OFWs eagerly await Aquino's visit to Japan
YOKOHAMA, Japan – Some 300,000 members of the Filipino overseas workers are “super excited” over the visit of President Benigno S. Aquino III here where the Chief Executive is scheduled to meet them.
The President will arrive here on Friday (November 12) following an overnight stay at the Okura Hotel in Tokyo, Japan from Manila.
In an interview, Charge d’ Affaires Belen Anota of the Philippine Embassy in Japan said the members of the Filipino community (Filcom) are all excited to personally see President Aquino for the first time since he assumed office in June 2010.
“Ang Filipino community rito ay excited na excited, gustong-gusto nilang makaniig at makasama ang Presidente. I think it ang unang pagkakataon na makikita ng Filipino community ang Presidente kaya super excited sila,” Anota said
Aside from attending the 18th Asia Pacific Economic Cooperation (APEC) Leaders’ Meeting here, the President is scheduled to meet with representatives of the OFWs in Japan at the Yokohama Futaba High School on Sunday (November 14), a day before he leaves Japan for Manila on Monday (November 15).
The Filcom meeting will be highlighted by a concelebrated mass to be led by Most Rev. Raphael Umemur Masahiro, Bishop of the Diocese of Yokohama with Father Oscar Samson, PIME Assistant Pastor of the Sacred Cathedral Parish (Seat of the Diocese) and other Filipino priests from the Archdiocese of Tokyo and Chiba, Yokohama and Urawa.
After the mass, the President will deliver his speech where he is expected to expound further on his administration’s programs and policies as well as the new developments under his administration.
Anota noted that there are about 300,000 members of the Filipino community, mostly women, who are currently residing and working all over Japan. She added that generally, all of them are working in better conditions.
“Some did encounter minor problems in the past but these were eventually resolved,” Anota explained, adding that part of the talks between the President and Japanese Prime Minister during their trip to Hanoi last month was how to improve the working conditions of the Filipino overseas workers in Japan.
Anota further said that President Aquino won by a landslide in Japan during the last May 2010 elections.
She also stressed that while most of the OFWs work as entertainers for the past decade, the composition of OFWs working in the entire Japan now has changed.
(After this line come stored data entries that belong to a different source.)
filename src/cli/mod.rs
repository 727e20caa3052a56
pub mod commands;
pub mod config;
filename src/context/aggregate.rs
use std::sync::atomic::{AtomicU64, Ordering};
use std::time::{SystemTime, UNIX_EPOCH};

use crate::action::ActionType;
use crate::context::context_model::{ContextMetadata, FormField, FormState, PageAction, PageContext};
use crate::dom::Document;
use crate::scan::{ElementDescriptor, ElementType, ElementValue, ScanOutput};

static CONTEXT_SEQ: AtomicU64 = AtomicU64::new(0);

pub fn build_page_context(doc: &Document, scan: &ScanOutput) -> PageContext {
    let timestamp = SystemTime::now()
        .duration_since(UNIX_EPOCH)
        .map(|d| d.as_millis() as u64)
        .unwrap_or_default();
    let seq = CONTEXT_SEQ.fetch_add(1, Ordering::Relaxed);

    let actions = scan.elements.iter().flat_map(derive_actions).collect();
    let forms = form_states(doc, &scan.elements);

    PageContext {
        id: format!("ctx-{timestamp}-{seq}"),
        timestamp,
        url: doc.url().to_string(),
        title: doc.title(),
        elements: scan.elements.clone(),
        actions,
        forms,
        metadata: ContextMetadata {
            element_count: scan.metadata.element_count,
            scan_depth: scan.metadata.depth_used,
            scan_duration_ms: scan.metadata.duration_ms,
            partial: scan.metadata.partial,
        },
    }
}

/// Actions a model may issue against one element. Hidden and disabled
/// elements offer none.
pub fn derive_actions(element: &ElementDescriptor) -> Vec<PageAction> {
    if !element.visible || !element.enabled {
        return Vec::new();
    }

    let kinds: &[ActionType] = match element.element_type {
        ElementType::Button | ElementType::Link => &[ActionType::Click],
        ElementType::Input | ElementType::Textarea => &[ActionType::SetValue, ActionType::Focus],
        ElementType::Select => &[ActionType::Select],
        ElementType::Checkbox | ElementType::Radio => &[ActionType::Check, ActionType::Uncheck],
        ElementType::Form => &[ActionType::Submit],
        ElementType::Container | ElementType::Text | ElementType::Other => &[],
    };

    kinds
        .iter()
        .map(|&action| PageAction {
            action,
            target: element.selector.clone(),
            element_id: element.id.clone(),
            description: describe(action, element),
        })
        .collect()
}

fn describe(action: ActionType, element: &ElementDescriptor) -> String {
    let label = &element.label;
    match action {
        ActionType::Click => format!("Click the {} \"{label}\"", element.element_type),
        ActionType::SetValue => format!("Enter text into \"{label}\""),
        ActionType::Focus => format!("Focus \"{label}\""),
        ActionType::Select => format!("Choose an option in \"{label}\""),
        ActionType::Check => format!("Check \"{label}\""),
        ActionType::Uncheck => format!("Uncheck \"{label}\""),
        ActionType::Submit => format!("Submit the form \"{label}\""),
        other => format!("{other} \"{label}\""),
    }
}

fn form_states(doc: &Document, elements: &[ElementDescriptor]) -> Vec<FormState> {
    elements
        .iter()
        .filter(|e| e.element_type == ElementType::Form)
        .filter_map(|form| {
            let form_node = form.node?;
            let fields: Vec<FormField> = elements
                .iter()
                .filter(|e| is_field(e.element_type))
                .filter(|e| e.node.and_then(|n| doc.form_owner(n)) == Some(form_node))
                .map(|e| FormField {
                    name: e
                        .attributes
                        .get("name")
                        .cloned()
                        .unwrap_or_else(|| e.label.clone()),
                    selector: e.selector.clone(),
                    value: e.value.clone(),
                    required: e.attributes.contains_key("required"),
                })
                .collect();
            let valid = fields.iter().filter(|f| f.required).all(|f| has_value(f.value.as_ref()));
            Some(FormState {
                selector: form.selector.clone(),
                fields,
                valid,
            })
        })
        .collect()
}

fn is_field(kind: ElementType) -> bool {
    matches!(
        kind,
        ElementType::Input
            | ElementType::Textarea
            | ElementType::Select
            | ElementType::Checkbox
            | ElementType::Radio
    )
}

fn has_value(value: Option<&ElementValue>) -> bool {
    match value {
        None => false,
        Some(ElementValue::Text(text)) => !text.trim().is_empty(),
        Some(ElementValue::Bool(checked)) => *checked,
        Some(ElementValue::Number(_)) => true,
        Some(ElementValue::List(items)) => !items.is_empty(),
    }
}
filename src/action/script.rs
use std::collections::HashMap;
use std::fmt;
use std::rc::Rc;

use serde_json::Value;

use crate::dom::{Document, NodeId};

/// Runs the `script` of a `custom` command. `element` is the resolved
/// target, if the command had one. An `Err` is the script's thrown error.
pub trait ScriptHost {
    fn run(&self, doc: &mut Document, element: Option<NodeId>, script: &str) -> Result<Option<Value>, String>;
}

pub type ScriptFn = Rc<dyn Fn(&mut Document, Option<NodeId>) -> Result<Option<Value>, String>>;

/// Named scripts registered ahead of time. The command's `script` field is
/// the name to run.
#[derive(Clone, Default)]
pub struct ScriptRegistry {
    scripts: HashMap<String, ScriptFn>,
}

impl ScriptRegistry {
    pub fn new() -> Self {
        Self::default()
    }

    pub fn register(
        &mut self,
        name: &str,
        script: impl Fn(&mut Document, Option<NodeId>) -> Result<Option<Value>, String> + 'static,
    ) -> &mut Self {
        self.scripts.insert(name.to_string(), Rc::new(script));
        self
    }

    pub fn names(&self) -> Vec<&str> {
        let mut names: Vec<&str> = self.scripts.keys().map(String::as_str).collect();
        names.sort_unstable();
        names
    }
}

impl fmt::Debug for ScriptRegistry {
    fn fmt(&self, f: &mut fmt::Formatter<'_>) -> fmt::Result {
        f.debug_struct("ScriptRegistry")
            .field("scripts", &self.names())
            .finish()
    }
}

impl ScriptHost for ScriptRegistry {
    fn run(&self, doc: &mut Document, element: Option<NodeId>, script: &str) -> Result<Option<Value>, String> {
        let script = script.trim();
        let f = self
            .scripts
            .get(script)
            .cloned()
            .ok_or_else(|| format!("no script registered as '{script}'"))?;
        f(doc, element)
    }
}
From entertainers, Anota said, the OFWs now include highly skilled workers such as engineers, architects, and teachers, among others. (PCOO)
Aquino calls for concerted action to cope with regional currency volatility
TOKYO, Japan - As growth prospects in emerging markets are expected to get much better, President Benigno S. Aquino III will call for a concerted action among member economies in the Asia-Pacific region to ensure less volatility in the regional currency markets.
The President, in an interview on arrival at the Okura Hotel here at 8pm Thursday from Narita Airport, said this is what the Philippines and other APEC economies will highlight during the 18th Asia-Pacific Economic Conference (APEC) Economic Leaders Meeting slated November 12-14 in Yokohama.
“We will be focusing on the volatility of the currencies and underscore that concerted action be generally accepted,” the Chief Executive said, adding that there is need to ensure there is less volatility in the markets.
Finance Secretary Cesar Purisima, who is accompanying the President during the APEC meet, said that more developed economies are currently growing slower resulting to an accelerated flow of currencies to the emerging markets.
Purisima said we cannot stop fluctuations in currencies from occurring as a result of these inflows from developed economies but “we can only smoothen it by creating interventions, if necessary, if it becomes too volatile.”
Purisima said emerging markets will have to further develop their respective domestic markets and not just focus solely on exports.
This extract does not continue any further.